Essay: The Cola Wars

  1. Compare the economics of the concentrate business to the bottling business: why is the profitability so different?
  2. Can Coke and Pepsi sustain their profits into the future in the wake of flattening demand and the growing popularity of non-carbonated drinks?

By Ruairi Brown

For Dr Joe McDonagh

Submitted on 23/2/04

The Cola Wars have been raging since the late 19th Century, each pharmacist or corner store having their own special formula designed to quench, heal or cool customers, so popular were these drinks the demand to consume them in the home soon arose, and thus the need for bottlers arose.

Now there are two main rivals left standing, Pepsi and Coca-Cola, who produce 76% of all Carbonated Soft Drinks (CSD’s). They have very similar operating procedures and very similar products. They are both concentrate producers, who franchise off their bottling operations, and both spend hundreds of millions on advertising.

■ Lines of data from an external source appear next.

// Core LSP Backend structures and initialization

use dashmap::DashMap;
use std::collections::HashMap;
use std::path::PathBuf;
use std::sync::Arc;
use tokio::sync::RwLock;
use tower_lsp::jsonrpc::Result;
use tower_lsp::lsp_types::*;
use tower_lsp::{Client, LanguageServer};

use crate::module_resolver::ModuleResolver;

// Document cache with real parsing (uses DashMap for concurrent access)
#[derive(Debug)]
pub struct DocumentCache {
    cache: DashMap<String, CachedDocument>,
}

impl DocumentCache {
    pub fn new() -> Self {
        Self {
            cache: DashMap::new(),
        }
    }

    pub fn update(&self, uri: &str, text: String, version: i32) -> CachedDocument {
        // Fast path: check if already cached
        if let Some(cached) = self.cache.get(uri) {
            if cached.version == version {
                return cached.clone();
            }
        }

        // Parse with error recovery (don't panic on parse errors)
        let mut parser = match vex_parser::Parser::new_with_file(uri, &text) {
            Ok(p) => p,
            Err(e) => {
                tracing::error!("Lexer error for {}: {}", uri, e);
                // Lexer error - return early
                let diag = vex_diagnostics::Diagnostic::error(
                    "E0001",
                    format!("Lexer error: {}", e),
                    vex_diagnostics::Span::unknown(),
                );
                let cached = CachedDocument {
                    parse_errors: vec![diag],
                    ast: None,
                    version,
                };
                self.cache.insert(uri.to_string(), cached.clone());
                return cached;
            }
        };

        tracing::debug!("Calling parse_with_recovery for {}", uri);
        let (ast_opt, mut parse_errors) =
            match std::panic::catch_unwind(std::panic::AssertUnwindSafe(|| {
                parser.parse_with_recovery()
            })) {
                Ok(result) => result,
                Err(panic_err) => {
                    let panic_msg = if let Some(s) = panic_err.downcast_ref::<&str>() {
                        s.to_string()
                    } else if let Some(s) = panic_err.downcast_ref::<String>() {
                        s.clone()
                    } else {
                        "Unknown panic".to_string()
                    };
                    tracing::error!("Parser panicked for {}: {}", uri, panic_msg);

                    let diag = vex_diagnostics::Diagnostic::error(
                        "E0002",
                        format!("Parser crashed: {}", panic_msg),
                        vex_diagnostics::Span::unknown(),
                    );
                    let cached = CachedDocument {
                        parse_errors: vec![diag],
                        ast: None,
                        version,
                    };
                    self.cache.insert(uri.to_string(), cached.clone());
                    return cached;
                }
            };

        // Also collect any warnings from parser
        parse_errors.extend(parser.diagnostics().iter().cloned());

        let cached = CachedDocument {
            parse_errors,
            ast: ast_opt,
            version,
        };

        self.cache.insert(uri.to_string(), cached.clone());
        cached
    }

    pub fn remove(&self, uri: &str) {
        self.cache.remove(uri);
    }
}

#[derive(Debug, Clone)]
pub struct CachedDocument {
    pub parse_errors: Vec<vex_diagnostics::Diagnostic>,
    pub ast: Option<vex_ast::Program>,
    pub version: i32,
}

pub struct VexBackend {
    pub client: Client,
    /// Document cache with incremental parsing
    pub document_cache: Arc<DocumentCache>,
    /// Document text cache (Arc for cheap cloning)
    pub documents: Arc<DashMap<String, Arc<String>>>,
    /// Parsed AST cache (Arc for cheap cloning)
    pub ast_cache: Arc<DashMap<String, Arc<vex_ast::Program>>>,
    /// Debounce tasks for did_change events (prevents UI freezing)
    pub debounce_tasks: Arc<RwLock<HashMap<String, tokio::task::JoinHandle<()>>>>,
    /// Module resolver for import path resolution
    pub module_resolver: Arc<ModuleResolver>,
    /// Workspace root path
    pub workspace_root: Option<PathBuf>,
}

impl VexBackend {
    pub fn new(client: Client) -> Self {
        // Default workspace root to current directory
        let workspace_root = std::env::current_dir().ok();
        let resolver = workspace_root
            .as_ref()
            .map(|root| ModuleResolver::new(root.clone()))
            .unwrap_or_else(|| ModuleResolver::new(PathBuf::from(".")));

        Self {
            client,
            document_cache: Arc::new(DocumentCache::new()),
            documents: Arc::new(DashMap::new()),
            ast_cache: Arc::new(DashMap::new()),
            debounce_tasks: Arc::new(RwLock::new(HashMap::new())),
            module_resolver: Arc::new(resolver),
            workspace_root,
        }
    }

    /// Set workspace root (called from initialize)
    pub fn set_workspace_root(&mut self, root: PathBuf) {
        self.workspace_root = Some(root.clone());
        self.module_resolver = Arc::new(ModuleResolver::new(root));
    }
}

#[tower_lsp::async_trait]
impl LanguageServer for VexBackend {
    async fn initialize(&self, params: InitializeParams) -> Result<InitializeResult> {
        // Extract workspace root from initialization params
        if let Some(root_uri) = params.root_uri {
            if let Ok(root_path) = root_uri.to_file_path() {
                tracing::info!("Workspace root: {:?}", root_path);
                // Note: Can't mutate self here, will need refactoring to use interior mutability
                // For now, resolver is created in new() with current_dir
            }
        }

        Ok(InitializeResult {
            server_info: Some(ServerInfo {
                name: "vex-language-server".to_string(),
                version: Some(env!("CARGO_PKG_VERSION").to_string()),
            }),
            capabilities: ServerCapabilities {
                text_document_sync: Some(TextDocumentSyncCapability::Kind(
                    TextDocumentSyncKind::INCREMENTAL,
                )),
                hover_provider: Some(HoverProviderCapability::Simple(true)),
                completion_provider: Some(CompletionOptions {
                    resolve_provider: Some(false),
                    trigger_characters: Some(vec![".".to_string()]),
                    ..Default::default()
                }),
                definition_provider: Some(OneOf::Left(true)),
                signature_help_provider: Some(SignatureHelpOptions {
                    trigger_characters: Some(vec!["(".to_string()]),
                    retrigger_characters: Some(vec![",".to_string()]),
                    ..Default::default()
                }),
                document_symbol_provider: Some(OneOf::Left(true)),
                references_provider: Some(OneOf::Left(true)),
                rename_provider: Some(OneOf::Right(RenameOptions {
                    prepare_provider: Some(false),
                    work_done_progress_options: Default::default(),
                })),
                semantic_tokens_provider: Some(
                    SemanticTokensServerCapabilities::SemanticTokensOptions(
                        SemanticTokensOptions {
                            work_done_progress_options: Default::default(),
                            legend: SemanticTokensLegend {
                                token_types: vec![
                                    SemanticTokenType::NAMESPACE,
                                    SemanticTokenType::TYPE,
                                    SemanticTokenType::CLASS,
                                    SemanticTokenType::ENUM,
                                    SemanticTokenType::INTERFACE,
                                    SemanticTokenType::STRUCT,
                                    SemanticTokenType::TYPE_PARAMETER,
                                    SemanticTokenType::PARAMETER,
                                    SemanticTokenType::VARIABLE,
                                    SemanticTokenType::PROPERTY,
                                    SemanticTokenType::ENUM_MEMBER,
                                    SemanticTokenType::EVENT,
                                    SemanticTokenType::FUNCTION,
                                    SemanticTokenType::METHOD,
                                    SemanticTokenType::MACRO,
                                    SemanticTokenType::KEYWORD,
                                    SemanticTokenType::MODIFIER,
                                    SemanticTokenType::COMMENT,
                                    SemanticTokenType::STRING,
                                    SemanticTokenType::NUMBER,
                                    SemanticTokenType::REGEXP,
                                    SemanticTokenType::OPERATOR,
                                ],
                                token_modifiers: vec![
                                    SemanticTokenModifier::DECLARATION,
                                    SemanticTokenModifier::DEFINITION,
                                    SemanticTokenModifier::READONLY,
                                    SemanticTokenModifier::STATIC,
                                    SemanticTokenModifier::DEPRECATED,
                                    SemanticTokenModifier::ABSTRACT,
                                    SemanticTokenModifier::ASYNC,
                                    SemanticTokenModifier::MODIFICATION,
                                    SemanticTokenModifier::DOCUMENTATION,
                                    SemanticTokenModifier::DEFAULT_LIBRARY,
                                ],
                            },
                            range: Some(false),
                            full: Some(SemanticTokensFullOptions::Bool(true)),
                            ..Default::default()
                        },
                    ),
                ),
                workspace_symbol_provider: Some(OneOf::Left(true)),
                document_formatting_provider: Some(OneOf::Left(true)),
                document_range_formatting_provider: None,
                folding_range_provider: Some(FoldingRangeProviderCapability::Simple(true)),
                type_definition_provider: Some(TypeDefinitionProviderCapability::Simple(true)),
                implementation_provider: Some(ImplementationProviderCapability::Simple(true)),
                code_action_provider: Some(CodeActionProviderCapability::Simple(true)),
                ..Default::default()
            },
            ..Default::default()
        })
    }

    async fn initialized(&self, _params: InitializedParams) {
        self.client
            .log_message(MessageType::INFO, "Vex Language Server initialized!")
            .await;
    }

    async fn shutdown(&self) -> Result<()> {
        tracing::info!("LSP server shutting down");

        // Abort all pending debounce tasks to prevent hanging
        let tasks = self.debounce_tasks.write().await;
        for (uri, task) in tasks.iter() {
            tracing::debug!("Aborting debounce task for: {}", uri);
            task.abort();
        }
        drop(tasks);

        // Clear all caches
        self.documents.clear();
        self.ast_cache.clear();
        self.module_resolver.clear_cache();

        tracing::info!("LSP server shutdown complete");
        Ok(())
    }

    async fn did_open(&self, params: DidOpenTextDocumentParams) {
        self.did_open(params).await;
    }

    async fn did_change(&self, params: DidChangeTextDocumentParams) {
        self.did_change(params).await;
    }

    async fn did_close(&self, params: DidCloseTextDocumentParams) {
        self.did_close(params).await;
    }

    async fn hover(&self, params: HoverParams) -> Result<Option<Hover>> {
        self.hover(params).await
    }

    async fn completion(&self, params: CompletionParams) -> Result<Option<CompletionResponse>> {
        self.completion(params).await
    }

    async fn goto_definition(
        &self,
        params: GotoDefinitionParams,
    ) -> Result<Option<GotoDefinitionResponse>> {
        self.goto_definition(params).await
    }

    async fn signature_help(&self, params: SignatureHelpParams) -> Result<Option<SignatureHelp>> {
        self.signature_help(params).await
    }

    async fn document_symbol(
        &self,
        params: DocumentSymbolParams,
    ) -> Result<Option<DocumentSymbolResponse>> {
        self.document_symbol(params).await
    }

    async fn references(&self, params: ReferenceParams) -> Result<Option<Vec<Location>>> {
        self.references(params).await
    }

    async fn rename(&self, params: RenameParams) -> Result<Option<WorkspaceEdit>> {
        self.rename(params).await
    }

    async fn formatting(&self, params: DocumentFormattingParams) -> Result<Option<Vec<TextEdit>>> {
        self.formatting(params).await
    }

    async fn range_formatting(
        &self,
        params: DocumentRangeFormattingParams,
    ) -> Result<Option<Vec<TextEdit>>> {
        self.range_formatting(params).await
    }

    async fn code_action(&self, params: CodeActionParams) -> Result<Option<CodeActionResponse>> {
        self.code_actions(params).await
    }

    async fn code_action_resolve(&self, params: CodeAction) -> Result<CodeAction> {
        self.code_action_resolve(params).await
    }

    async fn semantic_tokens_full(
        &self,
        params: SemanticTokensParams,
    ) -> Result<Option<SemanticTokensResult>> {
        self.semantic_tokens_full(params).await
    }

    async fn symbol(
        &self,
        params: WorkspaceSymbolParams,
    ) -> Result<Option<Vec<SymbolInformation>>> {
        self.workspace_symbol(params).await
    }

    async fn folding_range(&self, params: FoldingRangeParams) -> Result<Option<Vec<FoldingRange>>> {
        self.folding_range(params).await
    }
}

The bottlers on the other hand are franchise operators, working in designated regions. Buying the concentrate, adding carbonated water (and sometimes the sweetener) and bottling and distributing the product. The concentrate producer takes up the bulk of the advertising spending.

The question as to the different profitability of the concentrate producers to the bottler is a very pertinent question in the CSD market. The bottlers are operating on razor thin margins and not operating near full capacity. The concentrate producers are increasingly having to take up this slack and either bail out the bottler or more frequently buy out the bottler using with their respective bottling arm.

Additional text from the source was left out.